Problem to solve: One number is the whole answer: the tally of lines in the records that include the word "third".

Recorded data:

#[cfg(test)]
mod tests {
    use super::*;
    use crate::hooks::{FnHook, HookEvent, HookResult};
    use crate::workflow::definition::RetryPolicy;
    use async_trait::async_trait;
    use std::sync::atomic::{AtomicU32, Ordering};

    /// Echoes `config.value` after sleeping `config.sleepMs`.
    ///
    /// `config.cancel` cancels the run first; `config.fail` fails the step.
    struct ScriptedExecutor {
        calls: AtomicU32,
    }

    #[async_trait]
    impl StepExecutor for ScriptedExecutor {
        fn step_type(&self) -> &str {
            "scripted"
        }

        async fn execute(
            &self,
            step: &WorkflowStep,
            context: &ExecutionContext,
        ) -> Result<StepOutput, StepError> {
            self.calls.fetch_add(1, Ordering::SeqCst);
            if step.config.get("cancel").and_then(Value::as_bool).unwrap_or(false) {
                context.cancel();
            }
            if step.config.get("fail").and_then(Value::as_bool).unwrap_or(false) {
                return Err(StepError::Execution("boom".to_string()));
            }
            if let Some(sleep) = step.config.get("sleepMs").and_then(Value::as_u64) {
                tokio::time::sleep(Duration::from_millis(sleep)).await;
            }
            let value = step.config.get("value").cloned().unwrap_or(Value::Null);
            Ok(StepOutput::new(value.clone()).with_variable(format!("{}_out", step.id), value))
        }
    }

    fn engine() -> WorkflowEngine {
        WorkflowEngine::builder()
            .executor(Arc::new(ScriptedExecutor { calls: AtomicU32::new(0) }))
            .build()
    }

    #[tokio::test]
    async fn test_sequential_run_sets_variables() {
        let def = WorkflowDefinition::new(
            "wf",
            "seq",
            vec![
                WorkflowStep::new("a", "scripted").with_config("value", json!(1)),
                WorkflowStep::new("b", "scripted").with_condition("a_out == 1"),
            ],
        );
        let result = engine().execute(&def).await;
        assert_eq!(result.status, WorkflowStatus::Completed);
        assert_eq!(result.variables["a_out"], json!(1));
        assert_eq!(result.node_results.len(), 2);
        assert!(result.error.is_none());
    }

    #[tokio::test]
    async fn test_on_success_jump_skips_ahead() {
        let def = WorkflowDefinition::new(
            "wf",
            "jump",
            vec![
                WorkflowStep::new("a", "scripted").with_on_success("c"),
                WorkflowStep::new("b", "scripted"),
                WorkflowStep::new("c", "scripted"),
            ],
        );
        let result = engine().execute(&def).await;
        assert_eq!(result.status, WorkflowStatus::Completed);
        assert!(result.node_results.contains_key("c"));
        assert!(!result.node_results.contains_key("b"));
    }

    #[tokio::test]
    async fn test_backward_jump_is_a_control_flow_failure() {
        let def = WorkflowDefinition::new(
            "wf",
            "loop",
            vec![
                WorkflowStep::new("a", "scripted"),
                WorkflowStep::new("b", "scripted").with_on_success("a"),
            ],
        );
        let result = engine().execute(&def).await;
        assert_eq!(result.status, WorkflowStatus::Failed);
        assert!(result.error.unwrap().contains("Control flow"));
        assert_eq!(result.node_results.len(), 2);
    }

    #[tokio::test]
    async fn test_unknown_step_type_is_a_step_failure() {
        let def = WorkflowDefinition::new(
            "wf",
            "unknown",
            vec![
                WorkflowStep::new("a", "teleport")
                    .with_retry(RetryPolicy::new(3, 0))
                    .with_on_error("b"),
                WorkflowStep::new("b", "scripted"),
            ],
        );
        let result = engine().execute(&def).await;
        assert_eq!(result.status, WorkflowStatus::Completed);
        let failed = &result.node_results["a"];
        assert_eq!(failed.status, StepStatus::Failed);
        assert_eq!(failed.attempts, 1);
        assert!(failed.error.as_deref().unwrap().contains("teleport"));
    }

    #[tokio::test]
    async fn test_timeout_consumes_attempts() {
        let def = WorkflowDefinition::new(
            "wf",
            "slow",
            vec![
                WorkflowStep::new("a", "scripted")
                    .with_config("sleepMs", json!(200))
                    .with_timeout_ms(10)
                    .with_retry(RetryPolicy::new(2, 0)),
            ],
        );
        let result = engine().execute(&def).await;
        assert_eq!(result.status, WorkflowStatus::Failed);
        assert_eq!(result.node_results["a"].attempts, 2);
        assert!(result.error.unwrap().contains("timed out"));
    }

    #[tokio::test]
    async fn test_invalid_definition_fails_without_running() {
        let def = WorkflowDefinition::new(
            "wf",
            "bad",
            vec![WorkflowStep::new("a", "scripted").with_on_error("missing")],
        );
        let engine = engine();
        let result = engine.execute(&def).await;
        assert_eq!(result.status, WorkflowStatus::Failed);
        assert!(result.node_results.is_empty());
        let history = engine.get_history().await;
        assert_eq!(history[0].errors.len(), 1);
    }

    #[tokio::test]
    async fn test_cancellation_stops_at_next_boundary() {
        let def = WorkflowDefinition::new(
            "wf",
            "cancel",
            vec![WorkflowStep::new("a", "scripted"), WorkflowStep::new("b", "scripted")],
        );
        let ctx = ExecutionContext::new("wf");
        ctx.cancel();
        let result = engine().execute_with_context(&def, ctx).await;
        assert_eq!(result.status, WorkflowStatus::Cancelled);
        assert!(result.node_results.is_empty());
        assert_eq!(result.step_statuses["a"], StepStatus::Cancelled);
    }

    #[tokio::test]
    async fn test_cancellation_inside_groups_settles_every_group() {
        let engine = engine();
        let after: Arc<std::sync::Mutex<Vec<(String, String)>>> = Arc::default();
        let sink = after.clone();
        engine
            .hooks()
            .register(Arc::new(FnHook::new("after", HookEvent::AfterStep, move |ctx| {
                sink.lock().unwrap().push((
                    ctx.input["stepId"].as_str().unwrap_or_default().to_string(),
                    ctx.input["result"]["status"].as_str().unwrap_or_default().to_string(),
                ));
                Ok(HookResult::success())
            })))
            .await;
        let cancelling = || WorkflowStep::new("a", "scripted").with_config("cancel", json!(true));
        let def = WorkflowDefinition::new(
            "wf",
            "nested",
            vec![WorkflowStep::parallel(
                "outer",
                vec![
                    WorkflowStep::sequential("inner", vec![cancelling(), WorkflowStep::new("b", "scripted")]),
                    WorkflowStep::new("c", "scripted"),
                ],
            )],
        );

        let result = engine.execute(&def).await;

        assert_eq!(result.status, WorkflowStatus::Cancelled);
        assert_eq!(result.step_statuses["a"], StepStatus::Completed);
        assert_eq!(result.step_statuses["b"], StepStatus::Cancelled);
        assert_eq!(result.step_statuses["c"], StepStatus::Completed);
        assert_eq!(result.step_statuses["inner"], StepStatus::Cancelled);
        assert_eq!(result.step_statuses["outer"], StepStatus::Cancelled);
        assert!(result.step_statuses.values().all(|s| s.is_terminal()));

        let seen = after.lock().unwrap();
        assert!(seen.contains(&("inner".to_string(), "cancelled".to_string())));
        assert!(seen.contains(&("outer".to_string(), "cancelled".to_string())));
        let history = engine.get_history().await;
        let groups: Vec<&str> =
            history[0].steps.iter().filter(|m| m.is_group).map(|m| m.step_id.as_str()).collect();
        assert_eq!(groups, vec!["inner", "outer"]);
    }

    #[tokio::test]
    async fn test_control_flow_error_inside_group_fails_the_group() {
        let def = WorkflowDefinition::new(
            "wf",
            "nested-loop",
            vec![WorkflowStep::sequential(
                "grp",
                vec![
                    WorkflowStep::new("a", "scripted"),
                    WorkflowStep::new("b", "scripted").with_on_success("a"),
                ],
            )],
        );
        let result = engine().execute(&def).await;
        assert_eq!(result.status, WorkflowStatus::Failed);
        assert_eq!(result.step_statuses["grp"], StepStatus::Failed);
        assert!(result.node_results["grp"].error.as_deref().unwrap().contains("Control flow"));
    }

    #[tokio::test]
    async fn test_child_failure_is_recorded_once() {
        let engine = engine();
        let def = WorkflowDefinition::new(
            "wf",
            "group-failure",
            vec![WorkflowStep::sequential(
                "grp",
                vec![
                    WorkflowStep::new("a", "scripted"),
                    WorkflowStep::new("b", "scripted").with_config("fail", json!(true)),
                ],
            )],
        );
        let result = engine.execute(&def).await;
        assert_eq!(result.status, WorkflowStatus::Failed);
        assert_eq!(result.step_statuses["grp"], StepStatus::Failed);

        let history = engine.get_history().await;
        let errors: Vec<Option<&str>> =
            history[0].errors.iter().map(|e| e.step_id.as_deref()).collect();
        assert_eq!(errors, vec![Some("b")]);
    }

    #[tokio::test]
    async fn test_history_is_fifo_bounded() {
        let engine = WorkflowEngine::builder()
            .executor(Arc::new(ScriptedExecutor { calls: AtomicU32::new(0) }))
            .config(EngineConfig { history_size: 2, ..EngineConfig::default() })
            .build();
        let def = WorkflowDefinition::new("wf", "h", vec![WorkflowStep::new("a", "scripted")]);

        let first = engine.execute(&def).await;
        let second = engine.execute(&def).await;
        let third = engine.execute(&def).await;

        let history = engine.get_history().await;
        assert_eq!(history.len(), 2);
        assert_eq!(history[0].execution_id, second.execution_id);
        assert_eq!(history[1].execution_id, third.execution_id);
        assert!(engine.get_run_metrics(&first.execution_id).await.is_none());
        assert!(engine.get_active_runs().await.is_empty());
        assert_ne!(first.execution_id, second.execution_id);
    }

    #[tokio::test]
    async fn test_emit_tags_run_ids() {
        let engine = engine();
        let mut rx = engine.telemetry().subscribe();
        let def = WorkflowDefinition::new("wf", "t", vec![WorkflowStep::new("a", "scripted")]);
        let result = engine.execute(&def).await;

        let mut names = Vec::new();
        while let Ok(event) = rx.try_recv() {
            assert_eq!(event.data["executionId"], result.execution_id.as_str());
            names.push(event.event_name);
        }
        assert_eq!(
            names,
            vec!["workflow:start", "workflow:step:start", "workflow:step:complete", "workflow:complete"]
        );
    }
}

Answer space: 2